Par contre, des tâches plus simples comme l’application d’algorithmes, la restitution d’information,
montrent des taux de réussite égaux ou légèrement supérieurs pour les apprentissages individuels.
Une autre étude a fait apparaître, à travers un dispositif avec deux groupes engagés dans une tâche
coopérative complexe, que la performance de l’apprentissage est inférieure si les points de vue
opposés ne peuvent être confrontés et débattus à l’aide d’arguments et de contre-arguments.
Au niveau de la formation, il est donc essentiel de proposer le recours aux interactions coopératives
en les structurant, en favorisant la gestion constructive des conflits socio-cognitifs. Dès lors, même
dans les situations d'apprentissage coopératif, le rôle du formateur reste fondamental, à la fois pour
le choix des tâches proposées et la gestion des échanges dans l'exercice de cette tâche.
3.4.5 Du conflit socio-cognitif à la confrontation coopérative
Le sujet souhaitant se coordonner avec les autres, est amené à se décentrer lors du conflit entre
points de vue. Ce conflit produit une restructuration cognitive révélée par l’expérimentation. Les
dispositifs ont été mis en place avec des enfants, mais les conclusions sont tout à fait transposables
aux adultes. Dans la « cinquième discipline », Peter Senge met en évidence ce phénomène entre
chercheurs physiciens, de même qu’Aumont et Mesnier en 1992. Selon ces auteurs, l’hétérogénéité
du groupe présente des centrations différentes qui peuvent constituer des conditions privilégiées
d’apprentissage. L’accentuation des points de vue permet d’éviter de fuir sans que l’un des
protagonistes ait le sentiment d’être dominé. L’incompatibilité des réponses est beaucoup plus
difficile à ignorer que dans le cas des conflits interindividuels. Lorsque l’apprenant sort de la
situation conflictuelle par acceptation complaisante de la réponse de l’enseignant, il y a peu de
chance qu’il y ait apprentissage, au sens d’un réaménagement des conceptions (accommodation et
équilibration).
Etienne Bourgeois présente l’apprentissage comme résultante d’une nécessaire confrontation à
l’altérité : « L'apprentissage a ceci de paradoxal qu'il est un acte éminemment individuel, intime, mais qu'en même
temps, cet acte s'inscrit nécessairement dans une relation -ou plus précisément, une interaction à autrui.

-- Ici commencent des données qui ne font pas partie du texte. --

use anyhow::Result;
use chrono::{DateTime, Utc};
use serde::Serialize;
use std::io::Write;

use crate::application::Dealership;
use crate::domain::{
    DateRange, Expense, ServiceRecord, SparePart, Tractor, Transaction, TransactionFilter,
    format_cents, format_date,
};

pub const LEDGER_CSV_HEADER: [&str; 8] = [
    "id",
    "date",
    "type",
    "entity_type",
    "entity_id",
    "amount",
    "party",
    "description",
];

/// Everything the dealership has on file, for backups and audits.
#[derive(Debug, Clone, Serialize)]
pub struct Snapshot {
    pub version: String,
    pub exported_at: DateTime<Utc>,
    pub tractors: Vec<Tractor>,
    pub spare_parts: Vec<SparePart>,
    pub service_records: Vec<ServiceRecord>,
    pub expenses: Vec<Expense>,
    pub transactions: Vec<Transaction>,
}

pub struct Exporter<'a> {
    dealership: &'a Dealership,
}

impl<'a> Exporter<'a> {
    pub fn new(dealership: &'a Dealership) -> Self {
        Self { dealership }
    }

    /// Write ledger entries as CSV, newest first. Returns the number of rows.
    pub async fn export_ledger_csv<W: Write>(&self, filter: TransactionFilter, writer: W) -> Result<usize> {
        let entries = self.dealership.accounting.transactions(filter).await?;
        write_ledger_csv(&entries, writer)
    }

    /// Write a JSON snapshot of every table.
    pub async fn export_full_json<W: Write>(&self, mut writer: W) -> Result<Snapshot> {
        let snapshot = Snapshot {
            version: env!("CARGO_PKG_VERSION").to_string(),
            exported_at: Utc::now(),
            tractors: self.dealership.tractors.list(None).await?,
            spare_parts: self.dealership.parts.list().await?,
            service_records: self.dealership.services.list(DateRange::all()).await?,
            expenses: self.dealership.accounting.list_expenses(None, DateRange::all()).await?,
            transactions: self
                .dealership
                .accounting
                .transactions(TransactionFilter::default())
                .await?,
        };

        let json = serde_json::to_string_pretty(&snapshot)?;
        writer.write_all(json.as_bytes())?;
        writer.flush()?;

        Ok(snapshot)
    }
}

pub fn write_ledger_csv<W: Write>(entries: &[Transaction], writer: W) -> Result<usize> {
    let mut csv_writer = csv::Writer::from_writer(writer);
    csv_writer.write_record(LEDGER_CSV_HEADER)?;

    for entry in entries {
        csv_writer.write_record(&[
            entry.id.to_string(),
            format_date(entry.date),
            entry.kind.as_str().to_string(),
            entry.entity_type.as_str().to_string(),
            entry.entity_id.to_string(),
            format_cents(entry.amount),
            entry.party_name.clone(),
            entry.description.clone(),
        ])?;
    }

    csv_writer.flush()?;
    Ok(entries.len())
}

Construire ou transformer des connaissances est un processus qui n'appartient en définitive qu'au sujet
apprenant mais ce processus ne peut se réaliser que dans la confrontation interactive à l'autre, au « non-
identique à soi ». (Bourgeois, 2004, p.302-303).
28
Pour lui, cette altérité peut surgir d’une émission de télévision, d’un CD ROM, d’un livre, de
l’observation d’une situation, de personnes. Si la perturbation produite conduit à un réaménagement
des structures cognitives, il y a apprentissage grâce à l’interaction cognitive. Si cette altérité surgit
de la rencontre de l’autre, d’une tâche coopérative, il y a une interaction sociale, et si elle suscite un
apprentissage, elle devient une interaction socio-cognitive.
Cette interaction socio-cognitive peut prendre la forme d’un conflit socio-cognitif. Si deux
personnes sont en désaccord sur un point donné, cela ne débouche pas toujours sur un
apprentissage. Trois possibilités existent :
- la régulation « socio-cognitive » du conflit socio-cognitif : La confrontation des points de vue des
partenaires les engage dans l’argumentation, ce qui les pousse à une transformation du point de vue
initial, soit dans le sens d’un ralliement au point de vue de l’autre, soit dans l’élaboration d’un point
de vue inédit, différent de celui des partenaires au départ de l’échange.
- la régulation relationnelle de type 1 : Les partenaires ne parviennent pas à trouver un terrain
d’entente mais il est mis fin à la discussion car la situation leur est désagréable ou pénible pour au
moins l’un des deux.
- la régulation relationnelle de type 2 : « l'un et l'autre des partenaires campent «cordialement » sur
leurs positions initiales respectives, manifestant extérieurement un accord tout en continuant à
exprimer des positions différentes et sans qu'il y ait réellement, « en interne », remise en question de
celles-ci. Les apparences extérieures de l'accord sont sauves mais chacun «n'en pense pas moins». »
(Bourgeois, 2004, p.306) C’est le « dialogue de sourds cordial » ; l’accord relationnel est préservé,
mais les positions des partenaires n’ont pas évolué, il n’y a pas eu apprentissage.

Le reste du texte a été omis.